Abstract Purpose: Positron Emission Tomography (PET) image quality can be improved by higher injected activity and/or longer acquisition time, but both may often not be practical in preclinical imaging. Common preclinical radioactive doses (10 MBq) have been shown to cause deterministic changes in biological pathways. Reducing the injected tracer activity and/or shortening the scan time inevitably results in low-count acquisitions which poses a challenge because of the inherent noise introduction. We present an image-based deep learning (DL) framework for denoising lower count micro-PET images. Procedures: For 36 mice, a 15-min 18F-FDG (8.15 ± 1.34 MBq) PET scan was acquired at 40 min post-injection on the Molecubes b-CUBE (in list mode). The 15-min acquisition (high-count) was parsed into smaller time fractions of 7.50, 3.75, 1.50 and 0.75 mins to emulate images reconstructed at 50, 25, 10 and 5% of the full counts, respectively. A 2D U-Net was trained with mean-squared-error loss on 28 high-low count image pairs.
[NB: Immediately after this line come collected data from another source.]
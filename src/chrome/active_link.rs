use web_sys::{Document, Element, HtmlElement, Window};
use wasm_bindgen::JsCast;

use crate::config::ChromeConfig;
use crate::dom;
use crate::error::Result;

/// Vertical extent of a page section in document coordinates.
#[derive(Debug, Clone, Copy, PartialEq)]
pub struct SectionSpan {
    pub top: f64,
    pub height: f64,
}

impl SectionSpan {
    pub fn contains(&self, pos: f64) -> bool {
        pos >= self.top && pos < self.top + self.height
    }
}

/// Index of the section holding `pos`; the last one wins on overlap.
pub fn active_index(spans: &[SectionSpan], pos: f64) -> Option<usize> {
    spans.iter().rposition(|span| span.contains(pos))
}

struct TrackedSection {
    section: HtmlElement,
    link: Element,
}

pub fn init(window: &Window, document: &Document, nav_links: &[Element], config: &ChromeConfig) -> Result<()> {
    let tracked: Vec<TrackedSection> = dom::query_all(document, "section[id]")
        .into_iter()
        .filter_map(|section| {
            let id = section.id();
            let link = dom::query(document, &format!(".nav-link[href=\"#{}\"]", id))?;
            let section = section.dyn_into::<HtmlElement>().ok()?;
            Some(TrackedSection { section, link })
        })
        .collect();
    if tracked.is_empty() {
        return Ok(());
    }

    let nav_links = nav_links.to_vec();
    let offset = config.active_link_offset;
    let win = window.clone();
    dom::listen_passive(window, "scroll", move |_| {
        let spans: Vec<SectionSpan> = tracked
            .iter()
            .map(|tracked| SectionSpan {
                top: f64::from(tracked.section.offset_top()),
                height: f64::from(tracked.section.offset_height()),
            })
            .collect();

        if let Some(index) = active_index(&spans, dom::scroll_y(&win) + offset) {
            for link in &nav_links {
                dom::remove_class(link, "active");
            }
            dom::add_class(&tracked[index].link, "active");
        }
    })
}

#[cfg(test)]
mod tests {
    use super::*;
    use pretty_assertions::assert_eq;

    fn span(top: f64, height: f64) -> SectionSpan {
        SectionSpan { top, height }
    }

    #[test]
    fn picks_section_under_offset_position() {
        let spans = [span(0.0, 100.0), span(100.0, 200.0)];
        // scrollY 50 plus the 100px offset
        assert_eq!(active_index(&spans, 50.0 + 100.0), Some(1));
    }

    #[test]
    fn span_end_is_exclusive() {
        let spans = [span(0.0, 100.0), span(100.0, 200.0)];
        assert_eq!(active_index(&spans, 100.0), Some(1));
        assert_eq!(active_index(&spans, 99.9), Some(0));
        assert_eq!(active_index(&spans, 300.0), None);
    }

    #[test]
    fn last_overlapping_section_wins() {
        let spans = [span(0.0, 500.0), span(200.0, 100.0), span(900.0, 100.0)];
        assert_eq!(active_index(&spans, 250.0), Some(1));
    }
}
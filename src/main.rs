use log::{error, info, warn};
use web_sys::Document;

mod chrome;
mod components;
mod config;
mod contact;
mod dom;
mod error;

use components::beta_signup;
use config::ChromeConfig;
use error::Result;

fn wire_page(document: &Document) -> Result<()> {
    let window = dom::window()?;
    let config = ChromeConfig::default();

    chrome::init(&window, document, &config);

    if let Err(err) = contact::init(document) {
        warn!("Contact links not wired: {}", err);
    }
    if let Err(err) = beta_signup::init(document, &config) {
        error!("Beta signup not wired: {}", err);
    }

    Ok(())
}

fn start(document: &Document) {
    match wire_page(document) {
        Ok(()) => info!("Personal website loaded"),
        Err(err) => error!("Page setup failed: {}", err),
    }
}

fn main() {
    // Initialize console error panic hook for better error messages
    console_error_panic_hook::set_once();

    // Initialize logging
    if let Err(err) = console_log::init_with_level(config::log_level()) {
        web_sys::console::error_1(&format!("error initializing log: {}", err).into());
    }

    let document = match dom::document() {
        Ok(document) => document,
        Err(err) => {
            error!("Page setup failed: {}", err);
            return;
        }
    };

    if document.ready_state() == "loading" {
        let doc = document.clone();
        if let Err(err) = dom::listen(&document, "DOMContentLoaded", move |_| start(&doc)) {
            error!("Could not wait for DOMContentLoaded: {}", err);
        }
    } else {
        start(&document);
    }
}
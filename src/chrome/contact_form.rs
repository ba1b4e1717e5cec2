use gloo_timers::callback::Timeout;
use log::debug;
use wasm_bindgen::JsCast;
use web_sys::{Document, FormData, HtmlButtonElement, HtmlFormElement};

use crate::config::ChromeConfig;
use crate::dom;
use crate::error::Result;

pub const SENT_LABEL: &str = "Message Sent!";

/// Acknowledges `.contact-form` submissions locally; nothing is sent.
pub fn init(document: &Document, config: &ChromeConfig) -> Result<()> {
    let Some(form) = dom::query(document, ".contact-form")
        .and_then(|form| form.dyn_into::<HtmlFormElement>().ok())
    else {
        return Ok(());
    };

    let ack_ms = config.contact_ack_ms;
    let handle = form.clone();
    dom::listen(&form, "submit", move |e| {
        e.prevent_default();

        if let Ok(data) = FormData::new_with_form(&handle) {
            debug!(
                "Contact form submitted: name={:?} email={:?}",
                data.get("name").as_string(),
                data.get("email").as_string()
            );
        }

        let Some(button) = handle
            .query_selector("button[type=\"submit\"]")
            .ok()
            .flatten()
            .and_then(|button| button.dyn_into::<HtmlButtonElement>().ok())
        else {
            return;
        };

        let original = button.text_content().unwrap_or_default();
        button.set_text_content(Some(SENT_LABEL));
        button.set_disabled(true);

        let form = handle.clone();
        Timeout::new(ack_ms, move || {
            button.set_text_content(Some(&original));
            button.set_disabled(false);
            form.reset();
        })
        .forget();
    })
}
//! Thin helpers over `web-sys` used by every behavior on the page.
//!
//! Listeners registered here are never removed; their closures live until
//! the document unloads.

use wasm_bindgen::closure::Closure;
use wasm_bindgen::JsCast;
use web_sys::{AddEventListenerOptions, Document, Element, Event, EventTarget, HtmlElement, Window};

use crate::error::{Result, SiteError};

pub fn window() -> Result<Window> {
    web_sys::window().ok_or(SiteError::NoWindow)
}

pub fn document() -> Result<Document> {
    window()?.document().ok_or(SiteError::NoDocument)
}

pub fn body() -> Result<HtmlElement> {
    document()?.body().ok_or(SiteError::NoBody)
}

pub fn query(document: &Document, selector: &str) -> Option<Element> {
    document.query_selector(selector).ok().flatten()
}

pub fn query_all(document: &Document, selector: &str) -> Vec<Element> {
    let Ok(nodes) = document.query_selector_all(selector) else {
        return Vec::new();
    };
    (0..nodes.length())
        .filter_map(|i| nodes.item(i))
        .filter_map(|node| node.dyn_into::<Element>().ok())
        .collect()
}

pub fn listen(target: &EventTarget, event: &str, handler: impl FnMut(Event) + 'static) -> Result<()> {
    let callback = Closure::wrap(Box::new(handler) as Box<dyn FnMut(Event)>);
    target.add_event_listener_with_callback(event, callback.as_ref().unchecked_ref())?;
    callback.forget();
    Ok(())
}

/// Like [`listen`], but tells the browser the handler never calls
/// `preventDefault`, so scrolling is not blocked on it.
pub fn listen_passive(target: &EventTarget, event: &str, handler: impl FnMut(Event) + 'static) -> Result<()> {
    let callback = Closure::wrap(Box::new(handler) as Box<dyn FnMut(Event)>);
    let options = AddEventListenerOptions::new();
    options.set_passive(true);
    target.add_event_listener_with_callback_and_add_event_listener_options(
        event,
        callback.as_ref().unchecked_ref(),
        &options,
    )?;
    callback.forget();
    Ok(())
}

pub fn add_class(element: &Element, class: &str) {
    let _ = element.class_list().add_1(class);
}

pub fn remove_class(element: &Element, class: &str) {
    let _ = element.class_list().remove_1(class);
}

pub fn set_style(element: &Element, property: &str, value: &str) {
    if let Some(html) = element.dyn_ref::<HtmlElement>() {
        let _ = html.style().set_property(property, value);
    }
}

/// Locks or releases background scrolling by toggling `overflow` on `<body>`.
pub fn lock_body_scroll(locked: bool) {
    let Ok(body) = body() else { return };
    let style = body.style();
    if locked {
        let _ = style.set_property("overflow", "hidden");
    } else {
        let _ = style.remove_property("overflow");
    }
}

pub fn viewport_height(window: &Window) -> f64 {
    window
        .inner_height()
        .ok()
        .and_then(|height| height.as_f64())
        .unwrap_or(0.0)
}

pub fn scroll_y(window: &Window) -> f64 {
    window.scroll_y().unwrap_or(0.0)
}

/// Distance from the viewport top to the element's top edge.
pub fn viewport_top(element: &Element) -> f64 {
    element.get_bounding_client_rect().top()
}

pub fn event_target_element(event: &Event) -> Option<Element> {
    event.target().and_then(|target| target.dyn_into::<Element>().ok())
}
Results: The DL algorithms were visually and quantitatively compared to spatial and edge-preserving denoising filters; the DL-based methods effectively removed image noise and recovered image details much better while keeping quantitative (SUV) accuracy. The largest improvement in image quality was seen in the images reconstructed with 10 and 5% of the counts (equivalent to sub-1-MBq or sub-1-min mouse imaging). The DL-based denoising framework was also successfully applied on the NEMA-NU4 phantom and different tracer studies (18F-PSMA, 18F-FAPI and 68Ga-FAPI). Conclusion: Visual and quantitative results support the superior performance and robustness in image denoising of the implemented DL models for low statistics micro-PET. This offers tremendous flexibility in optimizing scan protocols with reduced tracer doses or shorter durations.